Top of STORED DATA
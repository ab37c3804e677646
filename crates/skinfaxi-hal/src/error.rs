//! Error types for the HAL crate.

use thiserror::Error;

/// Errors that can occur in HAL operations.
#[derive(Debug, Error)]
#[non_exhaustive]
pub enum HalError {
    /// Backend is not available.
    #[error("Backend not available: {0}")]
    BackendUnavailable(String),

    /// Authentication failed.
    #[error("Authentication failed: {0}")]
    AuthenticationFailed(String),

    /// Job submission failed.
    #[error("Job submission failed: {0}")]
    SubmissionFailed(String),

    /// Job execution failed.
    #[error("Job failed: {0}")]
    JobFailed(String),

    /// Job was cancelled.
    #[error("Job cancelled")]
    JobCancelled,

    /// Job not found.
    #[error("Job not found: {0}")]
    JobNotFound(String),

    /// Invalid circuit.
    #[error("Invalid circuit: {0}")]
    InvalidCircuit(String),

    /// Network error.
    #[error("Network error: {0}")]
    Network(#[from] reqwest::Error),

    /// Serialization error.
    #[error("Serialization error: {0}")]
    Serialization(#[from] serde_json::Error),

    /// Timeout waiting for job.
    #[error("Timeout waiting for job {0}")]
    Timeout(String),

    /// Circuit exceeds backend capabilities.
    #[error("Circuit exceeds backend capabilities: {0}")]
    CircuitTooLarge(String),

    /// Generic backend error.
    #[error("Backend error: {0}")]
    Backend(String),
}

/// Result type for HAL operations.
pub type HalResult<T> = Result<T, HalError>;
Bottom of STORED DATA
(WHAT IS EXPECTED):
Please write the entries out again exactly as they stand.

(FINISHED TASK):
repository ab37c3804e677646
filename crates/skinfaxi-hal/src/error.rs
//! Error types for the HAL crate.

use thiserror::Error;

/// Errors that can occur in HAL operations.
#[derive(Debug, Error)]
#[non_exhaustive]
pub enum HalError {
    /// Backend is not available.
    #[error("Backend not available: {0}")]
    BackendUnavailable(String),

    /// Authentication failed.
    #[error("Authentication failed: {0}")]
    AuthenticationFailed(String),

    /// Job submission failed.
    #[error("Job submission failed: {0}")]
    SubmissionFailed(String),

    /// Job execution failed.
    #[error("Job failed: {0}")]
    JobFailed(String),

    /// Job was cancelled.
    #[error("Job cancelled")]
    JobCancelled,

    /// Job not found.
    #[error("Job not found: {0}")]
    JobNotFound(String),

    /// Invalid circuit.
    #[error("Invalid circuit: {0}")]
    InvalidCircuit(String),

    /// Network error.
    #[error("Network error: {0}")]
    Network(#[from] reqwest::Error),

    /// Serialization error.
    #[error("Serialization error: {0}")]
    Serialization(#[from] serde_json::Error),

    /// Timeout waiting for job.
    #[error("Timeout waiting for job {0}")]
    Timeout(String),

    /// Circuit exceeds backend capabilities.
    #[error("Circuit exceeds backend capabilities: {0}")]
    CircuitTooLarge(String),

    /// Generic backend error.
    #[error("Backend error: {0}")]
    Backend(String),
}

/// Result type for HAL operations.
pub type HalResult<T> = Result<T, HalError>;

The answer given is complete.